Efficiency improvements boosted utilization, which improved the OR's cost structure. Greater efficiency also helped HJD grow incremental case volume, which is the key to OR profitability in a bundled payment environment. Along with other improvements, efficiency gains helped raise the hospital's public profile. In 2013, HJD jumped from no. 10 to no. 5 in the U.S. News & World Report Best Hospitals List for orthopedics.

Illinois hospital wins top-outcomes rank
Advocate Lutheran General Hospital in suburban Chicago is known nationally for quality patient care. In 2007, the hospital joined the Surgical Care Improvement Project. Surgery outcomes were already strong, but OR leaders welcomed the chance to take quality to the next level.

One priority was to improve preoperative processes.
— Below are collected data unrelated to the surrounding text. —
use chrono::{DateTime, Datelike, Utc};
use leptos::prelude::*;
use leptos_router::{components::A, hooks::use_location};

use super::suit::SuitIcon;
use crate::config::FALLBACK_CONTACT_EMAIL;
use crate::content::Suit;

const NAV_LINKS: &[(&str, &str)] = &[
    ("Projects", "/projects"),
    ("Blog", "/blog"),
    ("Hire Me", "/hire"),
];

const SOCIAL_LINKS: &[(&str, &str)] = &[
    ("GitHub", "https://github.com/anipotts"),
    ("LinkedIn", "https://linkedin.com/in/anipotts"),
    ("Twitter", "https://twitter.com/anipotts"),
    ("Instagram", "https://instagram.com/anipotts"),
    ("YouTube", "https://youtube.com/@anipotts"),
];

#[component]
pub fn Navbar() -> impl IntoView {
    let pathname = use_location().pathname;
    let (menu_open, set_menu_open) = signal(false);

    let link_class = move |href: &'static str| {
        let active = pathname.get() == href;
        if active {
            "relative text-sm font-medium text-accent"
        } else {
            "relative text-sm font-medium text-muted-foreground hover:text-foreground transition-colors"
        }
    };

    // close the mobile menu on navigation
    Effect::watch(
        move || pathname.get(),
        move |_, _, _| set_menu_open.set(false),
        false,
    );

    view! {
        <nav class="fixed top-0 right-0 left-0 z-40 border-b backdrop-blur-md bg-background/80 border-border">
            <div class="flex justify-between items-center px-4 mx-auto max-w-7xl h-16 sm:px-6 lg:px-8">
                <A href="/" attr:class="flex gap-2 items-center font-serif text-xl font-bold">
                    <SuitIcon suit=Suit::Spades size=20 />
                    "Ani Potts"
                </A>
                <div class="hidden gap-8 items-center md:flex">
                    {NAV_LINKS
                        .iter()
                        .map(|&(name, href)| {
                            view! {
                                <A href=href attr:class=move || link_class(href)>
                                    {name}
                                </A>
                            }
                        })
                        .collect_view()}
                    <A
                        href="/contact"
                        attr:class="py-2 px-4 text-sm font-semibold rounded-lg transition-colors bg-accent text-accent-foreground hover:bg-accent/90"
                    >
                        "Contact"
                    </A>
                </div>
                <button
                    class="p-2 md:hidden"
                    aria-label="Toggle menu"
                    on:click=move |_| set_menu_open.update(|open| *open = !*open)
                >
                    {move || if menu_open.get() { "✕" } else { "☰" }}
                </button>
            </div>
            <Show when=move || menu_open.get()>
                <div class="flex flex-col gap-4 py-4 px-4 border-t md:hidden border-border">
                    {NAV_LINKS
                        .iter()
                        .chain(std::iter::once(&("Contact", "/contact")))
                        .map(|&(name, href)| {
                            view! {
                                <A href=href attr:class=move || link_class(href)>
                                    {name}
                                </A>
                            }
                        })
                        .collect_view()}
                </div>
            </Show>
        </nav>
    }
}

fn build_time() -> Option<DateTime<Utc>> {
    DateTime::parse_from_rfc3339(env!("BUILD_TIME"))
        .ok()
        .map(|dt| dt.with_timezone(&Utc))
}

#[component]
pub fn Footer() -> impl IntoView {
    let built = build_time();
    let year = built.map(|dt| dt.year()).unwrap_or(2025);

    view! {
        <footer class="mt-24 border-t border-border bg-card/50">
            <div class="grid grid-cols-1 gap-12 py-12 px-4 mx-auto max-w-7xl sm:px-6 md:grid-cols-3 lg:px-8">
                <div class="space-y-3">
                    <h3 class="font-serif text-xl font-bold">"Ani Potts"</h3>
                    <p class="text-sm text-muted-foreground">
                        "Shipping AI apps, products and quant tools in weeks, not quarters."
                    </p>
                    <a
                        href=format!("mailto:{FALLBACK_CONTACT_EMAIL}")
                        class="text-sm text-accent hover:underline"
                    >
                        {FALLBACK_CONTACT_EMAIL}
                    </a>
                </div>
                <div class="space-y-3">
                    <h4 class="text-sm font-semibold tracking-wider uppercase">"Explore"</h4>
                    <ul class="space-y-2 text-sm text-muted-foreground">
                        {NAV_LINKS
                            .iter()
                            .map(|&(name, href)| {
                                view! {
                                    <li>
                                        <A href=href attr:class="hover:text-foreground">
                                            {name}
                                        </A>
                                    </li>
                                }
                            })
                            .collect_view()}
                        <li>
                            <a href="/rss.xml" class="hover:text-foreground">
                                "RSS"
                            </a>
                        </li>
                    </ul>
                </div>
                <div class="space-y-3">
                    <h4 class="text-sm font-semibold tracking-wider uppercase">"Elsewhere"</h4>
                    <ul class="space-y-2 text-sm text-muted-foreground">
                        {SOCIAL_LINKS
                            .iter()
                            .map(|&(name, href)| {
                                view! {
                                    <li>
                                        <a
                                            href=href
                                            target="_blank"
                                            rel="noopener noreferrer"
                                            class="hover:text-foreground"
                                        >
                                            {name}
                                        </a>
                                    </li>
                                }
                            })
                            .collect_view()}
                    </ul>
                </div>
            </div>
            <div class="flex flex-col gap-2 justify-between py-6 px-4 mx-auto max-w-7xl text-xs border-t sm:flex-row sm:px-6 lg:px-8 text-muted-foreground border-border">
                <span>{format!("© {year} Ani Potts. All rights reserved.")}</span>
                {built
                    .map(|dt| {
                        view! { <span>{format!("Built {}", dt.format("%b %e, %Y %H:%M UTC"))}</span> }
                    })}
            </div>
        </footer>
    }
}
OR leaders developed standardized scheduling and documentation management systems to ensure the department had complete information about patients, procedures and risk factors. Anesthesia worked with the surgeon staff to create standard protocols for pre-surgical testing based on patient comorbidities and surgical invasiveness. In addition, the OR strengthened safety by adopting crew resource management techniques, including a surgical safety checklist.

All told, the changes created a fully coordinated approach to managing the surgical patient from scheduling through post-op admission — essentially a "surgical home" model of care. Over the next four years, key measures like DVT and UTI rates for complex vascular cases dropped by about 75 percent. In 2009, Lutheran General was cited by the American College of Surgeons for having the lowest post-op complication rate of all hospitals in the National Surgical Quality Improvement Program.

Importantly, care model innovation helped control total costs. Lutheran General's length of stay for some key procedures was one-third lower than U.S. mean outcomes. And the hospital's readmission rate for surgery patients was 25 percent below the national average.

A viable path
The common characteristic of all these ORs is that they have forged a viable path between rising quality expectations and falling payment. As healthcare reform continues to develop, following this path is the key to maintaining a hospital's bottom-line results.

Jeffry Peters is president and CEO of Surgical Directions.